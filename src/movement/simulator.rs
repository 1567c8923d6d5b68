//! Collaborators the prediction core calls out to: the simulation step, the
//! position error policy and the authority's clock. Reference
//! implementations live alongside the traits.

use std::sync::atomic::{AtomicU64, Ordering};
use std::time::Instant;

use serde::{Deserialize, Serialize};

use crate::config::MovementConfig;
use crate::movement::input::QuantizedInput;
use crate::movement::snapshot::KinematicSnapshot;
use crate::util::math::Vec3;

/// Advances a body by one step. Must be deterministic: identical state, input
/// and delta on client and authority give identical results.
pub trait MovementSimulator {
    fn simulate(
        &self,
        state: &KinematicSnapshot,
        input: &QuantizedInput,
        delta_time: f64,
    ) -> KinematicSnapshot;
}

/// Decides whether a client's claimed result is too far from the authority's
pub trait PositionErrorPolicy {
    fn exceeds_tolerance(
        &self,
        authoritative: &KinematicSnapshot,
        claimed: &KinematicSnapshot,
    ) -> bool;
}

/// Monotonic seconds since world start
pub trait Clock {
    fn now(&self) -> f64;
}

/// Spring that holds the body above the ground plane at z = 0
#[derive(Debug, Clone, Serialize, Deserialize)]
pub struct HoverSpring {
    /// Spring length; no force above this height
    pub length: f32,
    pub tension: f32,
    pub damping: f32,
}

impl Default for HoverSpring {
    fn default() -> Self {
        Self {
            length: 200.0,
            tension: 1500.0,
            damping: 2.5,
        }
    }
}

/// Thrust-and-torque hovercraft model
#[derive(Debug, Clone, Serialize, Deserialize)]
pub struct HoverSimulator {
    /// Forward acceleration at full input (units/s²)
    pub forward_speed: f32,
    pub strafe_speed: f32,
    /// Yaw acceleration at full input (degrees/s²)
    pub steer_speed: f32,
    /// Pitch acceleration at full input (degrees/s²)
    pub pitch_speed: f32,
    pub linear_damping: f32,
    pub angular_damping: f32,
    pub hover: Option<HoverSpring>,
}

impl Default for HoverSimulator {
    fn default() -> Self {
        Self {
            forward_speed: 200.0,
            strafe_speed: 125.0,
            steer_speed: 30.0,
            pitch_speed: 25.0,
            linear_damping: 0.2,
            angular_damping: 1.0,
            hover: None,
        }
    }
}

impl HoverSimulator {
    pub fn with_hover(mut self, spring: HoverSpring) -> Self {
        self.hover = Some(spring);
        self
    }

    fn hover_acceleration(&self, state: &KinematicSnapshot) -> Vec3 {
        let Some(spring) = &self.hover else {
            return Vec3::ZERO;
        };
        let height = state.position.z;
        if height < 0.0 || height > spring.length {
            return Vec3::ZERO;
        }
        let compression = 1.0 - height / spring.length;
        let accel_z = compression * spring.tension - spring.damping * state.linear_velocity.z;
        Vec3::new(0.0, 0.0, accel_z)
    }
}

impl MovementSimulator for HoverSimulator {
    fn simulate(
        &self,
        state: &KinematicSnapshot,
        input: &QuantizedInput,
        delta_time: f64,
    ) -> KinematicSnapshot {
        let dt = delta_time as f32;
        if dt <= 0.0 {
            return *state;
        }

        let rotation = state.rotation;
        let accel = rotation.forward() * (input.forward * self.forward_speed)
            + rotation.right() * (input.strafe * self.strafe_speed)
            + self.hover_acceleration(state);
        let alpha = rotation.up() * (input.steer * self.steer_speed.to_radians())
            + rotation.right() * (input.pitch * self.pitch_speed.to_radians());

        // Semi-implicit Euler with implicit damping
        let linear_velocity =
            (state.linear_velocity + accel * dt) * (1.0 / (1.0 + self.linear_damping * dt));
        let angular_velocity =
            (state.angular_velocity + alpha * dt) * (1.0 / (1.0 + self.angular_damping * dt));

        KinematicSnapshot {
            position: state.position + linear_velocity * dt,
            rotation: rotation.integrate(angular_velocity, dt),
            linear_velocity,
            angular_velocity,
        }
    }
}

/// Flags a client whose claimed position is too far from the authority's
#[derive(Debug, Clone, Copy)]
pub struct SquaredDistancePolicy {
    pub max_error_sq: f32,
}

impl SquaredDistancePolicy {
    pub fn new(max_error_sq: f32) -> Self {
        Self { max_error_sq }
    }

    pub fn from_config(config: &MovementConfig) -> Self {
        Self::new(config.max_position_error_sq)
    }
}

impl PositionErrorPolicy for SquaredDistancePolicy {
    fn exceeds_tolerance(
        &self,
        authoritative: &KinematicSnapshot,
        claimed: &KinematicSnapshot,
    ) -> bool {
        let error_sq = authoritative.position.distance_sq_to(claimed.position);
        // Non-finite claims are never within tolerance
        error_sq.is_nan() || error_sq > self.max_error_sq
    }
}

/// Clock driven by hand, for tests and lock-step simulation
#[derive(Debug, Default)]
pub struct ManualClock {
    bits: AtomicU64,
}

impl ManualClock {
    pub fn new(start: f64) -> Self {
        Self {
            bits: AtomicU64::new(start.to_bits()),
        }
    }

    pub fn set(&self, now: f64) {
        self.bits.store(now.to_bits(), Ordering::Relaxed);
    }

    pub fn advance(&self, delta: f64) {
        self.set(self.now() + delta);
    }
}

impl Clock for ManualClock {
    fn now(&self) -> f64 {
        f64::from_bits(self.bits.load(Ordering::Relaxed))
    }
}

/// Wall clock measured from construction
#[derive(Debug, Clone)]
pub struct SystemClock {
    start: Instant,
}

impl SystemClock {
    pub fn new() -> Self {
        Self {
            start: Instant::now(),
        }
    }
}

impl Default for SystemClock {
    fn default() -> Self {
        Self::new()
    }
}

impl Clock for SystemClock {
    fn now(&self) -> f64 {
        self.start.elapsed().as_secs_f64()
    }
}

#[cfg(test)]
mod tests {
    use super::*;
    use crate::util::math::Quat;

    const DT: f64 = 1.0 / 60.0;

    #[test]
    fn test_idle_at_rest_stays_put() {
        let sim = HoverSimulator::default();
        let state = KinematicSnapshot::at_rest(Vec3::new(5.0, 5.0, 5.0), Quat::IDENTITY);
        let next = sim.simulate(&state, &QuantizedInput::default(), DT);
        assert_eq!(next.position, state.position);
        assert_eq!(next.linear_velocity, Vec3::ZERO);
    }

    #[test]
    fn test_forward_thrust_moves_forward() {
        let sim = HoverSimulator::default();
        let mut state = KinematicSnapshot::default();
        let input = QuantizedInput::new(1.0, 0.0, 0.0, 0.0, 0);
        for _ in 0..60 {
            state = sim.simulate(&state, &input, DT);
        }
        assert!(state.position.x > 50.0);
        assert!(state.position.y.abs() < 1e-3);
    }

    #[test]
    fn test_steer_yaws() {
        let sim = HoverSimulator::default();
        let mut state = KinematicSnapshot::default();
        let input = QuantizedInput::new(0.0, 0.0, 1.0, 0.0, 0);
        for _ in 0..60 {
            state = sim.simulate(&state, &input, DT);
        }
        assert!(state.angular_velocity.z > 0.0);
        assert!(state.rotation.forward().y > 0.0);
    }

    #[test]
    fn test_deterministic() {
        let sim = HoverSimulator::default();
        let input = QuantizedInput::new(0.7, -0.2, 0.4, 0.1, 0);
        let mut a = KinematicSnapshot::default();
        let mut b = KinematicSnapshot::default();
        for _ in 0..120 {
            a = sim.simulate(&a, &input, DT);
            b = sim.simulate(&b, &input, DT);
        }
        assert_eq!(a, b);
    }

    #[test]
    fn test_zero_delta_is_identity() {
        let sim = HoverSimulator::default();
        let state = KinematicSnapshot::new(
            Vec3::new(1.0, 2.0, 3.0),
            Quat::IDENTITY,
            Vec3::new(10.0, 0.0, 0.0),
            Vec3::ZERO,
        );
        let input = QuantizedInput::new(1.0, 0.0, 0.0, 0.0, 0);
        assert_eq!(sim.simulate(&state, &input, 0.0), state);
    }

    #[test]
    fn test_hover_spring_lifts() {
        let sim = HoverSimulator::default().with_hover(HoverSpring::default());
        let mut state = KinematicSnapshot::at_rest(Vec3::new(0.0, 0.0, 50.0), Quat::IDENTITY);
        state = sim.simulate(&state, &QuantizedInput::default(), DT);
        assert!(state.linear_velocity.z > 0.0);

        let high = KinematicSnapshot::at_rest(Vec3::new(0.0, 0.0, 500.0), Quat::IDENTITY);
        let next = sim.simulate(&high, &QuantizedInput::default(), DT);
        assert_eq!(next.linear_velocity.z, 0.0);
    }

    #[test]
    fn test_squared_distance_policy() {
        let policy = SquaredDistancePolicy::new(3.0);
        let a = KinematicSnapshot::default();
        let near = KinematicSnapshot::at_rest(Vec3::new(1.0, 1.0, 1.0), Quat::IDENTITY);
        let far = KinematicSnapshot::at_rest(Vec3::new(2.0, 0.0, 0.0), Quat::IDENTITY);
        let broken = KinematicSnapshot::at_rest(Vec3::new(f32::NAN, 0.0, 0.0), Quat::IDENTITY);
        assert!(!policy.exceeds_tolerance(&a, &near));
        assert!(policy.exceeds_tolerance(&a, &far));
        assert!(policy.exceeds_tolerance(&a, &broken));
    }

    #[test]
    fn test_manual_clock() {
        let clock = ManualClock::new(1.5);
        assert_eq!(clock.now(), 1.5);
        clock.advance(0.25);
        assert_eq!(clock.now(), 1.75);
        clock.set(10.0);
        assert_eq!(clock.now(), 10.0);
    }

    #[test]
    fn test_system_clock_monotonic() {
        let clock = SystemClock::new();
        let a = clock.now();
        let b = clock.now();
        assert!(b >= a);
    }
}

######

> Aim of the task
Copy out, from the listing above, every line that contains the string "Some".

> Task output
        self.hover = Some(spring);
        let Some(spring) = &self.hover else {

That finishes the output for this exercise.